The Japanese cipher machine the American solvers of which called it PURPLE didn't have any rotors in it, but instead used telephone stepping switches. However, in some ways, it was still closely related to a rotor machine, and so it will be discussed here as well.

While the term code as distinct from cipher sometimes refers to a substitution on words and phrases as distinct from one on letters or digraphs, and sometimes (as in "Morse code", "Hamming code", or "Huffman code") seems to be applicable to any fixed substitution, forcing me to employ it somewhat loosely, I have been fastidious in restricting the use of the term "rotor machine" to cipher machines with wired rotors, which operate by changing a substitution produced by wires inside the rotor to its contacts when the rotor is rotated.
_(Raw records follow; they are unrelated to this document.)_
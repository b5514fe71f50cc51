//! Touch input sources for the relay.
//!
//! Platform touch APIs report positions in physical pixels and know more
//! phases than the core does (a gesture may be *cancelled* by the system).
//! This module is the boundary where such events become core
//! [`TouchSample`]s:
//!
//! - pixel coordinates are divided by the surface's pixels-per-point and
//!   truncated to whole logical points,
//! - `Cancel` is mapped to `End`, so the classifier always sees a release,
//! - non-finite coordinates are dropped.
//!
//! A [`TouchSource`] runs on its own OS thread (see [`spawn_source`]) and
//! pushes samples with the blocking [`EventProducer::enqueue`], so a full
//! queue stalls the source instead of losing a Begin or End.
//!
//! # Testability
//!
//! [`mock::ScriptedTouchSource`] replays a fixed list of events, which lets
//! tests drive the whole pipeline without a real touch device.

use std::thread::{self, JoinHandle};

use thiserror::Error;
use tracing::{debug, info};
use touchmouse_core::{TouchPhase, TouchSample};

use crate::application::event_queue::{EventProducer, QueueError};

pub mod line;
pub mod mock;

pub use line::LineTouchSource;

/// Touch phases as reported by a platform, before normalisation.
#[derive(Debug, Clone, Copy, PartialEq, Eq)]
pub enum RawTouchKind {
    Begin,
    Move,
    End,
    /// The system aborted the gesture (palm rejection, incoming call, ...).
    Cancel,
}

/// A touch event in physical pixels.
#[derive(Debug, Clone, Copy, PartialEq)]
pub struct RawTouchEvent {
    pub x_px: f32,
    pub y_px: f32,
    pub kind: RawTouchKind,
}

impl RawTouchEvent {
    pub fn new(kind: RawTouchKind, x_px: f32, y_px: f32) -> Self {
        Self { x_px, y_px, kind }
    }
}

/// Error type for input source operations.
#[derive(Debug, Error)]
pub enum InputError {
    /// Reading from the underlying device or stream failed.
    #[error("input read error: {0}")]
    Io(#[from] std::io::Error),
    /// The input thread could not be started.
    #[error("failed to spawn input thread: {0}")]
    Spawn(#[source] std::io::Error),
}

/// Something that produces touch events and pushes them into the queue.
pub trait TouchSource: Send {
    /// Feeds `producer` until the source is exhausted or the queue closes.
    ///
    /// Returns the number of samples enqueued.
    ///
    /// # Errors
    ///
    /// Returns [`InputError::Io`] if the source itself fails.
    fn pump(&mut self, producer: &EventProducer) -> Result<usize, InputError>;
}

/// What happened to one raw event handed to [`forward`].
#[derive(Debug, Clone, Copy, PartialEq, Eq)]
pub enum Forwarded {
    Enqueued,
    /// The event could not be normalised and was skipped.
    Dropped,
    /// The dispatcher has shut down; the source should stop.
    QueueClosed,
}

/// Converts a raw event into a core sample.
///
/// Returns `None` if `pixels_per_pt` is not a positive finite number or a
/// coordinate is not finite.  Out-of-range values saturate at the `i32`
/// bounds.
pub fn normalize(raw: RawTouchEvent, pixels_per_pt: f32) -> Option<TouchSample> {
    if !(pixels_per_pt.is_finite() && pixels_per_pt > 0.0) {
        return None;
    }
    if !(raw.x_px.is_finite() && raw.y_px.is_finite()) {
        return None;
    }
    let phase = match raw.kind {
        RawTouchKind::Begin => TouchPhase::Begin,
        RawTouchKind::Move => TouchPhase::Move,
        RawTouchKind::End | RawTouchKind::Cancel => TouchPhase::End,
    };
    // `as` truncates toward zero and saturates.
    Some(TouchSample::new(
        (raw.x_px / pixels_per_pt) as i32,
        (raw.y_px / pixels_per_pt) as i32,
        phase,
    ))
}

/// Normalises `raw` and enqueues it, blocking while the queue is full.
pub fn forward(producer: &EventProducer, raw: RawTouchEvent, pixels_per_pt: f32) -> Forwarded {
    let Some(sample) = normalize(raw, pixels_per_pt) else {
        debug!(?raw, "dropping touch event that cannot be normalised");
        return Forwarded::Dropped;
    };
    match producer.enqueue(sample) {
        Ok(()) => Forwarded::Enqueued,
        Err(QueueError::Closed) | Err(QueueError::Full { .. }) => Forwarded::QueueClosed,
    }
}

/// Runs `source` on a dedicated thread named `touchmouse-input`.
///
/// The producer is dropped when the source finishes, which lets the
/// dispatcher stop once the queue is drained.
///
/// # Errors
///
/// Returns [`InputError::Spawn`] if the OS refuses to create the thread.
pub fn spawn_source<S>(
    mut source: S,
    producer: EventProducer,
) -> Result<JoinHandle<Result<usize, InputError>>, InputError>
where
    S: TouchSource + 'static,
{
    thread::Builder::new()
        .name("touchmouse-input".to_string())
        .spawn(move || {
            let result = source.pump(&producer);
            match &result {
                Ok(count) => info!("input source finished after {count} samples"),
                Err(e) => info!("input source stopped: {e}"),
            }
            result
        })
        .map_err(InputError::Spawn)
}

// ── Tests ─────────────────────────────────────────────────────────────────────

#[cfg(test)]
mod tests {
    use super::*;
    use crate::application::event_queue;

    #[test]
    fn test_normalize_divides_by_pixels_per_point() {
        // Arrange
        let raw = RawTouchEvent::new(RawTouchKind::Move, 301.0, 99.9);

        // Act
        let sample = normalize(raw, 3.0).unwrap();

        // Assert – 100.33 → 100, 33.3 → 33
        assert_eq!(sample, TouchSample::moved(100, 33));
    }

    #[test]
    fn test_normalize_truncates_toward_zero_for_negative_values() {
        let raw = RawTouchEvent::new(RawTouchKind::Begin, -5.9, -0.5);
        assert_eq!(normalize(raw, 1.0), Some(TouchSample::begin(-5, 0)));
    }

    #[test]
    fn test_cancel_maps_to_end() {
        let raw = RawTouchEvent::new(RawTouchKind::Cancel, 10.0, 20.0);
        assert_eq!(normalize(raw, 1.0), Some(TouchSample::end(10, 20)));
    }

    #[test]
    fn test_normalize_rejects_bad_scale_and_non_finite_coordinates() {
        let ok = RawTouchEvent::new(RawTouchKind::Move, 1.0, 1.0);
        assert_eq!(normalize(ok, 0.0), None);
        assert_eq!(normalize(ok, -2.0), None);
        assert_eq!(normalize(ok, f32::NAN), None);

        let nan = RawTouchEvent::new(RawTouchKind::Move, f32::NAN, 1.0);
        let inf = RawTouchEvent::new(RawTouchKind::Move, 1.0, f32::INFINITY);
        assert_eq!(normalize(nan, 1.0), None);
        assert_eq!(normalize(inf, 1.0), None);
    }

    #[test]
    fn test_normalize_saturates_huge_values() {
        let raw = RawTouchEvent::new(RawTouchKind::Move, 1.0e20, -1.0e20);
        assert_eq!(normalize(raw, 1.0), Some(TouchSample::moved(i32::MAX, i32::MIN)));
    }

    #[test]
    fn test_forward_reports_each_outcome() {
        // Arrange
        let (producer, consumer) = event_queue::bounded(4);
        let good = RawTouchEvent::new(RawTouchKind::Begin, 2.0, 2.0);
        let bad = RawTouchEvent::new(RawTouchKind::Move, f32::NAN, 0.0);

        // Act / Assert
        assert_eq!(forward(&producer, good, 1.0), Forwarded::Enqueued);
        assert_eq!(forward(&producer, bad, 1.0), Forwarded::Dropped);
        drop(consumer);
        assert_eq!(forward(&producer, good, 1.0), Forwarded::QueueClosed);
    }

    #[test]
    fn test_spawn_source_runs_on_named_thread_and_drops_producer() {
        // Arrange
        struct NameProbe;
        impl TouchSource for NameProbe {
            fn pump(&mut self, producer: &EventProducer) -> Result<usize, InputError> {
                assert_eq!(thread::current().name(), Some("touchmouse-input"));
                producer.enqueue(TouchSample::begin(0, 0)).unwrap();
                Ok(1)
            }
        }
        let (producer, mut consumer) = event_queue::bounded(4);

        // Act
        let handle = spawn_source(NameProbe, producer).unwrap();
        let count = handle.join().unwrap().unwrap();

        // Assert
        assert_eq!(count, 1);
        let drained = tokio_test::block_on(async {
            let mut n = 0;
            while consumer.next().await.is_some() {
                n += 1;
            }
            n
        });
        assert_eq!(drained, 1, "queue must close after the source thread ends");
    }
}
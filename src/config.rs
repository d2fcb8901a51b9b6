//! Configuration loader and schema types.
//!
//! This module exposes the settings that drive the player widget, the
//! recording catalog and logging, plus helpers to load them from disk.

mod load;
mod schema;

pub use schema::*;

#[cfg(test)]
mod tests;
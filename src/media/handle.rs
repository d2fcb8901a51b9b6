use std::time::Duration;

use super::bus::Subscriptions;
use super::events::HandleId;
use super::platform::{MediaCmd, Platform, Transport};
use super::source::MediaSource;

/// Live binding between one clip and the platform's output path.
///
/// Dropping the handle tears it down: the subscription is detached first so
/// no late callback can land, then the platform is told to stop.
pub struct MediaHandle {
    id: HandleId,
    source: MediaSource,
    transport: Box<dyn Transport>,
    subs: Subscriptions,
    torn_down: bool,
}

impl MediaHandle {
    /// Subscribe, open a transport and issue `load(source)`.
    pub fn open(source: MediaSource, platform: &dyn Platform, subs: &Subscriptions) -> Self {
        let emitter = subs.subscribe();
        let id = emitter.id();
        let mut transport = platform.open(emitter);
        log::info!("handle {id}: loading {source}");
        transport.request(MediaCmd::Load(source.clone()));
        Self {
            id,
            source,
            transport,
            subs: subs.clone(),
            torn_down: false,
        }
    }

    pub fn id(&self) -> HandleId {
        self.id
    }

    pub fn source(&self) -> &MediaSource {
        &self.source
    }

    pub fn play(&mut self) {
        self.send(MediaCmd::Play);
    }

    pub fn pause(&mut self) {
        self.send(MediaCmd::Pause);
    }

    /// Seek to `target`, clamped into `[0, duration]`. Returns the clamped target.
    pub fn seek(&mut self, target: Duration, duration: Duration) -> Duration {
        let target = target.min(duration);
        self.send(MediaCmd::Seek(target));
        target
    }

    /// Detach notifications, then stop playback. Safe to call more than once.
    pub fn teardown(&mut self) {
        if self.torn_down {
            return;
        }
        self.torn_down = true;
        self.subs.detach(self.id);
        self.transport.request(MediaCmd::Shutdown);
        log::info!("handle {}: torn down", self.id);
    }

    pub fn is_torn_down(&self) -> bool {
        self.torn_down
    }

    fn send(&mut self, cmd: MediaCmd) {
        if self.torn_down {
            log::debug!("handle {}: ignoring {cmd:?} after teardown", self.id);
            return;
        }
        self.transport.request(cmd);
    }
}

impl Drop for MediaHandle {
    fn drop(&mut self) {
        self.teardown();
    }
}
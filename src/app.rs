//! Recording selector: search form, paginated results, location popup and
//! the inline player that the runtime and TUI drive.

mod model;

pub use model::*;
use std::path::PathBuf;

use serde::Deserialize;

/// Top-level application settings loaded from `config.toml`.
///
/// File format: TOML
/// Default path (Linux/XDG): `$XDG_CONFIG_HOME/hydrophone/config.toml` or `~/.config/hydrophone/config.toml`
///
/// Precedence (highest wins):
/// 1) Environment variables (prefix `HYDROPHONE__`, `__` as nested separator)
/// 2) Config file (if present)
/// 3) Struct defaults
#[derive(Debug, Clone, Default, Deserialize)]
#[serde(default)]
pub struct Settings {
    pub player: PlayerSettings,
    pub network: NetworkSettings,
    pub ui: UiSettings,
    pub catalog: CatalogSettings,
    pub logging: LoggingSettings,
}

#[derive(Debug, Clone, Deserialize)]
#[serde(default)]
pub struct PlayerSettings {
    /// Number of decorative bars in the waveform strip.
    pub waveform_bars: usize,
    /// Lowest bar height (arbitrary units, scaled to the strip height).
    pub bar_min_height: f32,
    /// Highest bar height (arbitrary units, scaled to the strip height).
    pub bar_max_height: f32,
    /// Seconds skipped by the back/forward controls.
    pub skip_seconds: u64,
    /// How often the platform thread reports the playback position (milliseconds).
    pub tick_ms: u64,
    /// Where a play request from the recordings table goes.
    pub route: PlayRouteSetting,
}

impl Default for PlayerSettings {
    fn default() -> Self {
        Self {
            waveform_bars: 120,
            bar_min_height: 10.0,
            bar_max_height: 50.0,
            skip_seconds: 15,
            tick_ms: 200,
            route: PlayRouteSetting::Widget,
        }
    }
}

#[derive(Debug, Copy, Clone, PartialEq, Eq, Deserialize)]
#[serde(rename_all = "kebab-case")]
pub enum PlayRouteSetting {
    /// Open the inline player widget.
    #[serde(alias = "inline")]
    Widget,
    /// Play straight to the audio device without showing the widget.
    #[serde(alias = "fallback", alias = "headless")]
    Direct,
}

#[derive(Debug, Clone, Deserialize)]
#[serde(default)]
pub struct NetworkSettings {
    /// Per-request timeout for remote clips (seconds).
    pub timeout_secs: u64,
    /// Largest remote clip we are willing to buffer (bytes).
    pub max_bytes: u64,
}

impl Default for NetworkSettings {
    fn default() -> Self {
        Self {
            timeout_secs: 20,
            max_bytes: 64 * 1024 * 1024,
        }
    }
}

#[derive(Debug, Clone, Deserialize)]
#[serde(default)]
pub struct UiSettings {
    /// The text rendered inside the top banner box.
    pub header_text: String,
    /// Rows shown per page of the recordings table.
    pub records_per_page: usize,
}

impl Default for UiSettings {
    fn default() -> Self {
        Self {
            header_text: " Search Vessel Noise Data ".to_string(),
            records_per_page: 5,
        }
    }
}

#[derive(Debug, Clone, Deserialize)]
#[serde(default)]
pub struct CatalogSettings {
    /// Optional TOML catalog of recordings (`[[recording]]` tables).
    pub file: Option<PathBuf>,
    /// File extensions to treat as recordings when scanning (case-insensitive, without dot).
    pub extensions: Vec<String>,
    /// Whether to follow symlinks during scanning.
    pub follow_links: bool,
    /// Whether to include hidden files/directories (dotfiles).
    pub include_hidden: bool,
    /// Whether to recurse into subdirectories.
    pub recursive: bool,
    /// Optional cap on directory recursion depth.
    pub max_depth: Option<usize>,
}

impl Default for CatalogSettings {
    fn default() -> Self {
        Self {
            file: None,
            extensions: vec!["wav".into(), "flac".into(), "mp3".into(), "ogg".into()],
            follow_links: true,
            include_hidden: false,
            recursive: true,
            max_depth: None,
        }
    }
}

#[derive(Debug, Clone, Deserialize)]
#[serde(default)]
pub struct LoggingSettings {
    /// Log file; the terminal belongs to the UI so nothing is written to stderr.
    pub file: PathBuf,
    /// One of `off`, `error`, `warn`, `info`, `debug`, `trace`.
    pub level: String,
}

impl Default for LoggingSettings {
    fn default() -> Self {
        Self {
            file: std::env::temp_dir().join("hydrophone.log"),
            level: "info".to_string(),
        }
    }
}
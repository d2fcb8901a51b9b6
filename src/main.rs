mod app;
mod catalog;
mod config;
mod media;
mod player;
mod runtime;
mod ui;

fn main() -> Result<(), Box<dyn std::error::Error>> {
    runtime::run()
}
//! Scripted platform for tests: records every request and lets the test
//! play the part of the audio thread by emitting events by hand.

use std::cell::RefCell;
use std::rc::Rc;

use super::bus::Emitter;
use super::events::{HandleId, MediaEvent};
use super::platform::{MediaCmd, Platform, Transport};

#[derive(Default)]
struct Log {
    cmds: Vec<(HandleId, MediaCmd)>,
    emitters: Vec<Emitter>,
}

#[derive(Clone, Default)]
pub(crate) struct FakePlatform {
    log: Rc<RefCell<Log>>,
}

struct FakeTransport {
    id: HandleId,
    log: Rc<RefCell<Log>>,
}

impl Platform for FakePlatform {
    fn open(&self, emitter: Emitter) -> Box<dyn Transport> {
        let id = emitter.id();
        self.log.borrow_mut().emitters.push(emitter);
        Box::new(FakeTransport {
            id,
            log: self.log.clone(),
        })
    }
}

impl Transport for FakeTransport {
    fn request(&mut self, cmd: MediaCmd) {
        self.log.borrow_mut().cmds.push((self.id, cmd));
    }
}

impl FakePlatform {
    pub(crate) fn commands(&self) -> Vec<(HandleId, MediaCmd)> {
        self.log.borrow().cmds.clone()
    }

    pub(crate) fn commands_for(&self, id: HandleId) -> Vec<MediaCmd> {
        self.log
            .borrow()
            .cmds
            .iter()
            .filter(|(h, _)| *h == id)
            .map(|(_, c)| c.clone())
            .collect()
    }

    pub(crate) fn last_command(&self) -> Option<MediaCmd> {
        self.log.borrow().cmds.last().map(|(_, c)| c.clone())
    }

    /// Emit `event` as the platform thread of `id` would. Returns whether it was sent.
    pub(crate) fn emit(&self, id: HandleId, event: MediaEvent) -> bool {
        self.log
            .borrow()
            .emitters
            .iter()
            .find(|e| e.id() == id)
            .is_some_and(|e| e.emit(event))
    }
}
Other cipher machines, operating on different principles, but with rotating parts (such as the Hagelin lug and pin machines, or the Lorenz SZ-40) which operate on entirely different principles, have occasionally been referred to in print as "rotor machines". I wish to disparage this trend, as it would make the term "rotor machine" much less useful, by causing it no longer to refer to a family of cipher machines which all are based on a common cryptographic principle.